El hombre fue creado para ser feliz, pero llevado por su soberbia siempre ha buscado la felicidad donde él equivocadamente cree que está, ya sea en su bienestar personal, el dinero o el éxito, por lo cual termina viviendo una vida mediocre, estéril, sin alegría.

17 de diciembre de 2017 Por: Arquidiócesis de Cali

Por: monseñor José Soleibe Arbeláez, obispo Emérito de Caldas (A)

El hombre fue creado para ser feliz, pero llevado por su soberbia siempre ha buscado la felicidad donde él equivocadamente cree que está, ya sea en su bienestar personal, el dinero o el éxito, por lo cual termina viviendo una vida mediocre, estéril, sin alegría.

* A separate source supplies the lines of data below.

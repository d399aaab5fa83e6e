//! Venue records: immutable identity and location plus lazily derived detail
//! attributes.
//!
//! A [`Venue`] is built from a [`RawVenue`] returned by the search provider.
//! Detail attributes are derived from an attached [`DetailPayload`] on first
//! access and cached per [`DetailKind`]. Once an attribute is cached it is never
//! recomputed, even if it was derived before any payload was attached.

use std::collections::{BTreeMap, HashMap};
use std::hash::{Hash, Hasher};

use percent_encoding::{utf8_percent_encode, NON_ALPHANUMERIC};
use serde::{Deserialize, Serialize};

use crate::location::Coordinates;

/// Rating value for venues the provider has not rated.
pub const UNKNOWN_RATING: f64 = -1.0;

/// Hours text for venues that publish no opening hours.
pub const HOURS_NOT_LISTED: &str = "Hours not listed";

const MAPS_SEARCH_URL: &str = "https://www.google.com/maps/search/?api=1&query=";

pub const CONTACT_PHONE: &str = "Phone Number";
pub const CONTACT_FACEBOOK: &str = "Facebook";
pub const CONTACT_INSTAGRAM: &str = "Instagram";
pub const CONTACT_TWITTER: &str = "Twitter";

#[derive(Debug, Clone, PartialEq, Serialize, Deserialize)]
pub struct VenueLocation {
    pub lat: f64,
    pub lng: f64,
    #[serde(default)]
    pub formatted_address: Vec<String>,
}

/// Unprocessed venue as returned by the search provider.
#[derive(Debug, Clone, PartialEq, Serialize, Deserialize)]
pub struct RawVenue {
    pub id: String,
    pub name: String,
    pub location: VenueLocation,
}

// ---------------------------------------------------------------------------
// Detail payload
// ---------------------------------------------------------------------------

/// Extended attributes for one venue, as fetched from the detail provider.
#[derive(Debug, Clone, Default, PartialEq, Serialize, Deserialize)]
pub struct DetailPayload {
    #[serde(default)]
    pub description: Option<String>,
    #[serde(default)]
    pub url: Option<String>,
    #[serde(default)]
    pub canonical_url: Option<String>,
    #[serde(default)]
    pub rating: Option<f64>,
    #[serde(default)]
    pub contact: ContactInfo,
    #[serde(default)]
    pub hours: Option<OpeningHours>,
}

#[derive(Debug, Clone, Default, PartialEq, Eq, Serialize, Deserialize)]
pub struct ContactInfo {
    #[serde(default)]
    pub formatted_phone: Option<String>,
    #[serde(default)]
    pub phone: Option<String>,
    #[serde(default)]
    pub facebook_username: Option<String>,
    /// Numeric Facebook page id, used when no username is published.
    #[serde(default)]
    pub facebook: Option<String>,
    #[serde(default)]
    pub instagram: Option<String>,
    #[serde(default)]
    pub twitter: Option<String>,
}

#[derive(Debug, Clone, Default, PartialEq, Eq, Serialize, Deserialize)]
pub struct OpeningHours {
    /// Free-text status such as "Open until 8:00 PM".
    #[serde(default)]
    pub status: Option<String>,
    #[serde(default)]
    pub timeframes: Vec<Timeframe>,
}

#[derive(Debug, Clone, Default, PartialEq, Eq, Serialize, Deserialize)]
pub struct Timeframe {
    pub days: String,
    #[serde(default)]
    pub open: Vec<String>,
}

// ---------------------------------------------------------------------------
// Derived attributes
// ---------------------------------------------------------------------------

#[derive(Debug, Clone, Copy, PartialEq, Eq, Hash, Serialize, Deserialize)]
#[serde(rename_all = "snake_case")]
pub enum DetailKind {
    Description,
    Url,
    CanonicalUrl,
    Rating,
    Contacts,
    Hours,
}

impl DetailKind {
    pub const ALL: [DetailKind; 6] = [
        DetailKind::Description,
        DetailKind::Url,
        DetailKind::CanonicalUrl,
        DetailKind::Rating,
        DetailKind::Contacts,
        DetailKind::Hours,
    ];
}

#[derive(Debug, Clone, PartialEq, Serialize, Deserialize)]
#[serde(untagged)]
pub enum DetailValue {
    Text(String),
    Rating(f64),
    Contacts(BTreeMap<String, String>),
}

impl DetailValue {
    #[must_use]
    pub fn as_text(&self) -> Option<&str> {
        match self {
            DetailValue::Text(s) => Some(s),
            _ => None,
        }
    }

    #[must_use]
    pub fn as_rating(&self) -> Option<f64> {
        match self {
            DetailValue::Rating(r) => Some(*r),
            _ => None,
        }
    }

    #[must_use]
    pub fn as_contacts(&self) -> Option<&BTreeMap<String, String>> {
        match self {
            DetailValue::Contacts(c) => Some(c),
            _ => None,
        }
    }
}

/// Derives one attribute from the payload. An absent payload yields the
/// empty or sentinel value for every kind.
fn derive(payload: Option<&DetailPayload>, kind: DetailKind) -> DetailValue {
    match kind {
        DetailKind::Description => {
            DetailValue::Text(payload.and_then(|p| p.description.clone()).unwrap_or_default())
        }
        DetailKind::Url => {
            DetailValue::Text(payload.and_then(|p| p.url.clone()).unwrap_or_default())
        }
        DetailKind::CanonicalUrl => DetailValue::Text(
            payload
                .and_then(|p| p.canonical_url.clone())
                .unwrap_or_default(),
        ),
        DetailKind::Rating => DetailValue::Rating(
            payload
                .and_then(|p| p.rating)
                .filter(|r| r.is_finite())
                .unwrap_or(UNKNOWN_RATING),
        ),
        DetailKind::Contacts => {
            DetailValue::Contacts(payload.map(|p| contacts(&p.contact)).unwrap_or_default())
        }
        DetailKind::Hours => DetailValue::Text(
            payload
                .and_then(|p| p.hours.as_ref())
                .and_then(render_hours)
                .unwrap_or_else(|| HOURS_NOT_LISTED.to_string()),
        ),
    }
}

fn non_blank(value: Option<&String>) -> Option<&str> {
    value.map(|s| s.trim()).filter(|s| !s.is_empty())
}

fn contacts(contact: &ContactInfo) -> BTreeMap<String, String> {
    let mut out = BTreeMap::new();
    if let Some(phone) =
        non_blank(contact.formatted_phone.as_ref()).or(non_blank(contact.phone.as_ref()))
    {
        out.insert(CONTACT_PHONE.to_string(), phone.to_string());
    }
    if let Some(handle) =
        non_blank(contact.facebook_username.as_ref()).or(non_blank(contact.facebook.as_ref()))
    {
        out.insert(
            CONTACT_FACEBOOK.to_string(),
            format!("https://www.facebook.com/{handle}"),
        );
    }
    if let Some(handle) = non_blank(contact.instagram.as_ref()) {
        out.insert(
            CONTACT_INSTAGRAM.to_string(),
            format!("https://www.instagram.com/{handle}"),
        );
    }
    if let Some(handle) = non_blank(contact.twitter.as_ref()) {
        out.insert(
            CONTACT_TWITTER.to_string(),
            format!("https://twitter.com/{handle}"),
        );
    }
    out
}

fn render_hours(hours: &OpeningHours) -> Option<String> {
    let frames: Vec<String> = hours
        .timeframes
        .iter()
        .filter(|t| !t.days.trim().is_empty())
        .map(|t| {
            if t.open.is_empty() {
                t.days.clone()
            } else {
                format!("{}: {}", t.days, t.open.join(", "))
            }
        })
        .collect();
    if frames.is_empty() {
        non_blank(hours.status.as_ref()).map(ToOwned::to_owned)
    } else {
        Some(frames.join("; "))
    }
}

// ---------------------------------------------------------------------------
// Venue
// ---------------------------------------------------------------------------

/// One suggestable venue.
///
/// Equality and hashing use only `id`; the attribute cache never affects
/// identity.
#[derive(Debug, Clone)]
pub struct Venue {
    id: String,
    name: String,
    location: VenueLocation,
    payload: Option<DetailPayload>,
    hydrated: bool,
    cache: HashMap<DetailKind, DetailValue>,
}

impl From<RawVenue> for Venue {
    fn from(raw: RawVenue) -> Self {
        Self {
            id: raw.id,
            name: raw.name,
            location: raw.location,
            payload: None,
            hydrated: false,
            cache: HashMap::new(),
        }
    }
}

impl PartialEq for Venue {
    fn eq(&self, other: &Self) -> bool {
        self.id == other.id
    }
}

impl Eq for Venue {}

impl Hash for Venue {
    fn hash<H: Hasher>(&self, state: &mut H) {
        self.id.hash(state);
    }
}

impl std::fmt::Display for Venue {
    fn fmt(&self, f: &mut std::fmt::Formatter<'_>) -> std::fmt::Result {
        write!(
            f,
            "Venue(id = {}, address = [{}], name = {})",
            self.id,
            self.location.formatted_address.join(", "),
            self.name
        )
    }
}

impl Venue {
    #[must_use]
    pub fn id(&self) -> &str {
        &self.id
    }

    #[must_use]
    pub fn name(&self) -> &str {
        &self.name
    }

    #[must_use]
    pub fn location(&self) -> &VenueLocation {
        &self.location
    }

    #[must_use]
    pub fn coordinates(&self) -> Coordinates {
        Coordinates::new(self.location.lat, self.location.lng)
    }

    #[must_use]
    pub fn address(&self) -> &[String] {
        &self.location.formatted_address
    }

    /// `true` once a detail payload has been attached (or restored from a
    /// hydrated plain record).
    #[must_use]
    pub fn is_hydrated(&self) -> bool {
        self.hydrated
    }

    /// Attaches the detail payload. Only the first call has any effect; the
    /// return value says whether this call attached it.
    ///
    /// No attribute is derived here; derivation happens on first access.
    pub fn hydrate(&mut self, payload: DetailPayload) -> bool {
        if self.hydrated {
            return false;
        }
        self.payload = Some(payload);
        self.hydrated = true;
        true
    }

    /// Derives and caches every attribute not already cached.
    pub fn derive_all(&mut self) {
        for kind in DetailKind::ALL {
            self.detail(kind);
        }
    }

    /// Returns the attribute for `kind`, deriving and caching it on first use.
    pub fn detail(&mut self, kind: DetailKind) -> &DetailValue {
        let payload = self.payload.as_ref();
        self.cache
            .entry(kind)
            .or_insert_with(|| derive(payload, kind))
    }

    /// Returns the attribute only if it has already been derived.
    #[must_use]
    pub fn cached(&self, kind: DetailKind) -> Option<&DetailValue> {
        self.cache.get(&kind)
    }

    pub fn description(&mut self) -> &str {
        self.detail(DetailKind::Description)
            .as_text()
            .unwrap_or_default()
    }

    pub fn url(&mut self) -> &str {
        self.detail(DetailKind::Url).as_text().unwrap_or_default()
    }

    pub fn canonical_url(&mut self) -> &str {
        self.detail(DetailKind::CanonicalUrl)
            .as_text()
            .unwrap_or_default()
    }

    pub fn rating(&mut self) -> f64 {
        self.detail(DetailKind::Rating)
            .as_rating()
            .unwrap_or(UNKNOWN_RATING)
    }

    pub fn contacts(&mut self) -> BTreeMap<String, String> {
        self.detail(DetailKind::Contacts)
            .as_contacts()
            .cloned()
            .unwrap_or_default()
    }

    pub fn hours(&mut self) -> &str {
        self.detail(DetailKind::Hours)
            .as_text()
            .unwrap_or(HOURS_NOT_LISTED)
    }

    /// Map-search link for `name, address`.
    #[must_use]
    pub fn maps_link(&self) -> String {
        let mut target = self.name.clone();
        if !self.location.formatted_address.is_empty() {
            target.push_str(", ");
            target.push_str(&self.location.formatted_address.join(", "));
        }
        format!(
            "{MAPS_SEARCH_URL}{}",
            utf8_percent_encode(&target, NON_ALPHANUMERIC)
        )
    }

    /// Flat representation carrying identity, location, and every cached
    /// detail attribute.
    #[must_use]
    pub fn to_plain_record(&self) -> PlainVenue {
        let text = |kind| {
            self.cached(kind)
                .and_then(DetailValue::as_text)
                .map(ToOwned::to_owned)
        };
        PlainVenue {
            id: self.id.clone(),
            name: self.name.clone(),
            location: self.location.clone(),
            hydrated: self.hydrated,
            description: text(DetailKind::Description),
            url: text(DetailKind::Url),
            canonical_url: text(DetailKind::CanonicalUrl),
            rating: self
                .cached(DetailKind::Rating)
                .and_then(DetailValue::as_rating),
            contacts: self
                .cached(DetailKind::Contacts)
                .and_then(DetailValue::as_contacts)
                .cloned(),
            hours: text(DetailKind::Hours),
        }
    }

    /// Rebuilds a venue from its plain record, restoring the attribute cache.
    #[must_use]
    pub fn from_plain_record(plain: PlainVenue) -> Self {
        let mut cache = HashMap::new();
        let texts = [
            (DetailKind::Description, plain.description),
            (DetailKind::Url, plain.url),
            (DetailKind::CanonicalUrl, plain.canonical_url),
            (DetailKind::Hours, plain.hours),
        ];
        for (kind, value) in texts {
            if let Some(v) = value {
                cache.insert(kind, DetailValue::Text(v));
            }
        }
        if let Some(r) = plain.rating {
            cache.insert(DetailKind::Rating, DetailValue::Rating(r));
        }
        if let Some(c) = plain.contacts {
            cache.insert(DetailKind::Contacts, DetailValue::Contacts(c));
        }
        Self {
            id: plain.id,
            name: plain.name,
            location: plain.location,
            payload: None,
            hydrated: plain.hydrated,
            cache,
        }
    }
}

/// Serializable flat form of a [`Venue`], used for session snapshots and
/// JSON dumps.
#[derive(Debug, Clone, PartialEq, Serialize, Deserialize)]
pub struct PlainVenue {
    pub id: String,
    pub name: String,
    pub location: VenueLocation,
    #[serde(default)]
    pub hydrated: bool,
    #[serde(default, skip_serializing_if = "Option::is_none")]
    pub description: Option<String>,
    #[serde(default, skip_serializing_if = "Option::is_none")]
    pub url: Option<String>,
    #[serde(default, skip_serializing_if = "Option::is_none")]
    pub canonical_url: Option<String>,
    #[serde(default, skip_serializing_if = "Option::is_none")]
    pub rating: Option<f64>,
    #[serde(default, skip_serializing_if = "Option::is_none")]
    pub contacts: Option<BTreeMap<String, String>>,
    #[serde(default, skip_serializing_if = "Option::is_none")]
    pub hours: Option<String>,
}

Este deseo de felicidad lo sentimos todos, de manera especial en el tiempo de Navidad, y hasta revivimos, unos más, otros menos, ese sentimiento de fe que tenemos en el fondo de nuestro corazón, afirmando la necesidad de Dios en nuestra vida: ¡Ven, ven, Señor no tardes, ven que te esperamos, ven pronto, Señor!

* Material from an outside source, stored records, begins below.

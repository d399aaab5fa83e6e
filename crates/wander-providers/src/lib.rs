//! HTTP clients for wander's external collaborators: the Foursquare venue
//! search and detail endpoints, and ipdata geolocation.
//!
//! Both clients implement the provider traits from `wander-core`, converting
//! every transport failure into a [`wander_core::SuggestError`] at the boundary.

pub mod error;
pub mod foursquare;
pub mod ipdata;
pub(crate) mod retry;
pub mod types;

pub use error::ProviderError;
pub use foursquare::{FoursquareClient, FoursquareCredentials};
pub use ipdata::IpdataClient;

Súplica que repetimos muchas veces, acompañada del reconocimiento que hacemos a Dios de nuestra culpa: “El mundo muere del frío, el alma perdió el calor, los hombres no son hermanos, porque han matado el amor”.

Hoy, una semana antes de la Navidad el Evangelio nos presenta a Juan Bautista como el personaje que nos invita al encuentro con Dios, fundamental para una vida nueva. En el Bautista encontramos a un hombre humilde, él mismo no se da importancia. Es un hombre convencido que despierta entusiasmo por la persona de Jesús; él no era la luz sino un testigo de la luz, no era la Palabra sino la voz que grita en el desierto. Es la voz que nos invita a ir más allá de la pólvora que tanto mal nos hace, más allá del ruido, de solo buscar unos días de descanso o solo mirar las cosas mundanas que trae esta época, para profundizar en el misterio de un Dios que nos ama y por eso vino a nosotros.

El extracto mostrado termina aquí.